# High School Field Hockey from the bleachers.



## Markw (Oct 2, 2010)

Hi all.  I will have a series of High School Field Hockey photos up in a bit.  I still have to sort through them.  I just wanted to have my spot held, per se.  I shot the whole event with a Nikon D300s and Nikon 80-200mm F/2.8 AF-D.  It was overcast (on the vurge of Tropical Storm Nicole in about 6 hours from the time of the game).  Anywho, here is something to hold you over:







Mark


----------



## user3977 (Oct 3, 2010)

DAMN YOU....... now i have to replace my keyboard. Mt Dew and this pic do not mix.


----------



## Markw (Oct 3, 2010)

Haha.  Thats hilarious.  Sorry about that. 

Mark


----------



## Markw (Oct 5, 2010)

Here are two more. 






This was a series of photos of one of the girls' fits after her team lost the ball.






Mark


----------



## smlblk396 (Oct 5, 2010)

She must be a good player because she hs big eyes to see the ball with


----------



## Rifleman7 (Oct 5, 2010)

Does she have a sister or 5-6 ?........I've heard of identical twins, but.....


----------



## CNCO (Oct 6, 2010)

not sure what is going on in the very first image besides some photoshop fun with the liquify tool but ok.

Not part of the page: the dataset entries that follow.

//! The `audit` use case: cross-check the sensitive-field mapping against the column audit.

use anyhow::Context;
use maskguard_settings::{MaskguardConfigV1, Overrides, ResolvedConfig};
use maskguard_types::{MaskguardReport, ReportEnvelope, Verdict, SCHEMA_REPORT_V1};
use time::OffsetDateTime;

use crate::report::{skipped_report, tool_meta};

/// Input for the audit use case.
#[derive(Clone, Debug)]
pub struct AuditInput<'a> {
    /// Config file contents (empty string if not found).
    pub config_text: &'a str,
    /// Flag and environment overrides.
    pub overrides: Overrides,
}

#[derive(Clone, Debug)]
pub struct AuditOutput {
    pub report: MaskguardReport,
    pub resolved_config: ResolvedConfig,
}

/// Resolve config, load the mapping and the audit, and evaluate enforcement.
///
/// A missing audit file yields a `skip` report before the mapping is opened.
/// Otherwise the mapping is loaded first, so configuration errors abort the
/// run before any cross-referencing.
pub fn run_audit(input: AuditInput<'_>) -> anyhow::Result<AuditOutput> {
    let started_at = OffsetDateTime::now_utc();

    let resolved = resolve(input.config_text, input.overrides)?;
    let paths = &resolved.paths;

    if !paths.columns_file.exists() {
        tracing::warn!(path = %paths.columns_file, "column audit not found; skipping enforcement check");
        let report = skipped_report(
            started_at,
            format!("column audit not found: {}", paths.columns_file),
        );
        return Ok(AuditOutput {
            report,
            resolved_config: resolved,
        });
    }

    let mapping = maskguard_repo::read_mapping(&paths.mapping_file)
        .context("load sensitive field mapping")?;

    let rows =
        maskguard_repo::read_column_audit(&paths.columns_file).context("load column audit")?;
    let total_rows = rows.len();
    let rows = resolved.scope.apply(rows);
    tracing::debug!(
        total = total_rows,
        in_scope = rows.len(),
        "applied audit scope"
    );

    let audit = maskguard_domain::evaluate(&mapping, &rows);
    let verdict = audit.verdict;
    let data = audit.data.clone();
    let findings = audit.into_findings();

    tracing::info!(
        verdict = ?verdict,
        errors = data.errors,
        mismatches = data.mismatches,
        "enforcement audit finished"
    );

    let report = ReportEnvelope {
        schema: SCHEMA_REPORT_V1.to_string(),
        tool: tool_meta(),
        started_at,
        finished_at: OffsetDateTime::now_utc(),
        verdict,
        findings,
        data,
    };

    Ok(AuditOutput {
        report,
        resolved_config: resolved,
    })
}

pub(crate) fn resolve(config_text: &str, overrides: Overrides) -> anyhow::Result<ResolvedConfig> {
    // Empty is allowed, defaults apply.
    let cfg = if config_text.trim().is_empty() {
        MaskguardConfigV1::default()
    } else {
        maskguard_settings::parse_config_toml(config_text).context("parse config")?
    };
    maskguard_settings::resolve_config(cfg, overrides).context("resolve config")
}

/// Map verdict to exit code: 0 = pass/warn/skip, 2 = fail.
pub fn verdict_exit_code(verdict: Verdict) -> i32 {
    match verdict {
        Verdict::Pass => 0,
        Verdict::Warn => 0,
        Verdict::Skip => 0,
        Verdict::Fail => 2,
    }
}
//! Explain registry for checks and codes.
//!
//! Maps check IDs and codes to human-readable explanations with remediation guidance.

use crate::ids;

/// Explanation entry for a check or code.
#[derive(Debug, Clone)]
pub struct Explanation {
    /// Short description of the check/code.
    pub title: &'static str,
    /// What the check does and why it exists.
    pub description: &'static str,
    /// How to fix violations.
    pub remediation: &'static str,
    /// Before/after model YAML.
    pub examples: ExamplePair,
}

/// Before and after examples.
#[derive(Debug, Clone)]
pub struct ExamplePair {
    /// Declaration that would trigger a finding.
    pub before: &'static str,
    /// Declaration that passes the check.
    pub after: &'static str,
}

/// Look up an explanation by check_id or code.
///
/// Returns `None` if the identifier is not recognized.
pub fn lookup_explanation(identifier: &str) -> Option<Explanation> {
    match identifier {
        // Check IDs
        ids::CHECK_SENSITIVE_ENFORCEMENT => Some(explain_sensitive_enforcement()),

        // Codes
        ids::CODE_MISSING_FROM_AUDIT => Some(explain_missing_from_audit()),
        ids::CODE_MISSING_SECURITY_ROLE => Some(explain_missing_security_role()),
        ids::CODE_POLICY_MISMATCH => Some(explain_policy_mismatch()),

        _ => None,
    }
}

/// List all known check IDs.
pub fn all_check_ids() -> &'static [&'static str] {
    &[ids::CHECK_SENSITIVE_ENFORCEMENT]
}

/// List all known codes.
pub fn all_codes() -> &'static [&'static str] {
    &[
        ids::CODE_MISSING_FROM_AUDIT,
        ids::CODE_MISSING_SECURITY_ROLE,
        ids::CODE_POLICY_MISMATCH,
    ]
}

fn explain_sensitive_enforcement() -> Explanation {
    Explanation {
        title: "Sensitive Field Enforcement",
        description: "\
Cross-checks the sensitive-field mapping against the column audit.

Every column listed under `fields` in the mapping must appear in at least one
model, and every model that materializes it must carry a column_security_role:
- absent from every model: error (the mapping declares something nobody enforces)
- present without a security role: error (the data is exposed unmasked)
- present with a different role: warning only, since a manual override is possible",
        remediation: "\
Add `meta.column_security_role` to every model column named in the mapping,
using the mask_policy from the mapping unless an override is intended.
If a column is no longer sensitive, remove it from the mapping instead.",
        examples: ExamplePair {
            before: r#"models:
  - name: customers
    columns:
      - name: ssn
        description: Social security number"#,
            after: r#"models:
  - name: customers
    columns:
      - name: ssn
        description: Social security number
        meta:
          column_security_role: mask_full"#,
        },
    }
}

fn explain_missing_from_audit() -> Explanation {
    Explanation {
        title: "Sensitive Field Missing From Audit",
        description: "\
The mapping declares a sensitive column, but no audited model materializes a
column with that name. The finding has no model attached.

Columns dropped by scoping (non-model types, exempt bookkeeping columns) also
count as missing.",
        remediation: "\
Either add the column with `column_security_role: <mask_policy>` to the model
that should expose it, or remove the stale entry from the mapping.",
        examples: ExamplePair {
            before: r#"# sensitive_fields_mapping.yml
fields:
  dob:
    mask_policy: mask_full
# ...but no model has a `dob` column"#,
            after: r#"models:
  - name: patients
    columns:
      - name: dob
        meta:
          column_security_role: mask_full"#,
        },
    }
}

fn explain_missing_security_role() -> Explanation {
    let mut exp = explain_sensitive_enforcement();
    exp.title = "Sensitive Field Without Security Role";
    exp.description = "\
A model materializes a sensitive column but declares no column_security_role
for it. Reported once per model occurrence.";
    exp
}

fn explain_policy_mismatch() -> Explanation {
    Explanation {
        title: "Security Role Differs From Mapping",
        description: "\
A model materializes a sensitive column with a security role, but the role is
not the mask_policy named in the mapping. This is advisory: the run still
passes, because a model owner may override the policy on purpose.",
        remediation: "\
Align the role with the mapping, or record the override with the data
governance owner so the divergence is intentional.",
        examples: ExamplePair {
            before: r#"# mapping: email -> mask_partial
      - name: email
        meta:
          column_security_role: mask_full"#,
            after: r#"      - name: email
        meta:
          column_security_role: mask_partial"#,
        },
    }
}

#[cfg(test)]
mod tests {
    use super::*;

    #[test]
    fn lookup_by_check_id() {
        assert!(lookup_explanation(ids::CHECK_SENSITIVE_ENFORCEMENT).is_some());
    }

    #[test]
    fn lookup_by_code() {
        assert!(lookup_explanation(ids::CODE_MISSING_FROM_AUDIT).is_some());
        assert!(lookup_explanation(ids::CODE_MISSING_SECURITY_ROLE).is_some());
        assert!(lookup_explanation(ids::CODE_POLICY_MISMATCH).is_some());
    }

    #[test]
    fn lookup_unknown_returns_none() {
        assert!(lookup_explanation("unknown.check").is_none());
        assert!(lookup_explanation("unknown_code").is_none());
    }

    #[test]
    fn all_codes_are_valid() {
        for code in all_check_ids().iter().chain(all_codes()) {
            assert!(
                lookup_explanation(code).is_some(),
                "identifier {} should be in registry",
                code
            );
        }
    }
}
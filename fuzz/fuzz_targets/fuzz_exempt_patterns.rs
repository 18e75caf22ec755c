//! Fuzz target for audit scoping with arbitrary exempt-column globs.
//!
//! Goal: building a scope and filtering rows should **never panic**. Invalid
//! patterns must surface as configuration errors.
//!
//! Run with:
//! ```bash
//! cargo +nightly fuzz run fuzz_exempt_patterns
//! ```

#![no_main]

use arbitrary::Arbitrary;
use libfuzzer_sys::fuzz_target;
use maskguard_domain::model::ColumnAuditRow;
use maskguard_domain::policy::AuditScope;

#[derive(Arbitrary, Debug)]
struct ScopeInput {
    model_types: Vec<String>,
    patterns: Vec<String>,
    rows: Vec<(String, String, Option<String>)>,
}

fuzz_target!(|input: ScopeInput| {
    if input.patterns.len() > 20 || input.rows.len() > 100 {
        return;
    }
    let patterns: Vec<String> = input
        .patterns
        .into_iter()
        .filter(|p| p.len() <= 256)
        .collect();

    let Ok(scope) = AuditScope::new(input.model_types, patterns) else {
        return;
    };

    let rows: Vec<ColumnAuditRow> = input
        .rows
        .into_iter()
        .map(|(model_name, column_name, model_type)| ColumnAuditRow {
            model_name,
            column_name,
            model_type,
            ..ColumnAuditRow::default()
        })
        .collect();
    let _ = scope.apply(rows);
});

second shot - be very careful shooting a girl bending over. unless you know this person i would not have shot this. im speaking from a teachers point of view. i know a coach that coached girls volley ball and he wouldnt even stand in the gym when the girls stretched. last year another coach was filming a tennis match and a parent called the cop on the coach who was scouting a player.

third shot is poor composition. there is something in the bottom left and the person that is partially in the right. 

just my opinion but who am i to say


----------



## Markw (Oct 7, 2010)

First shot: This was only supposed to be some PS fun.  I said that in the original post.  

Second shot: I know her.  She is one of my dear friends and got a kick out of the photo and her 'looking like a ninja'.  I asked permission.

Third shot: There isnt any real composition.  Its a composite of shots..all with different compositions.  The person on the right is the coach.  I mainly put that in there to cover my lack of photos in this thread.  I have went through them and still ended up with way too many to post on here.  One more round through and Ill post the actual photos.

Thanks.
Mark


----------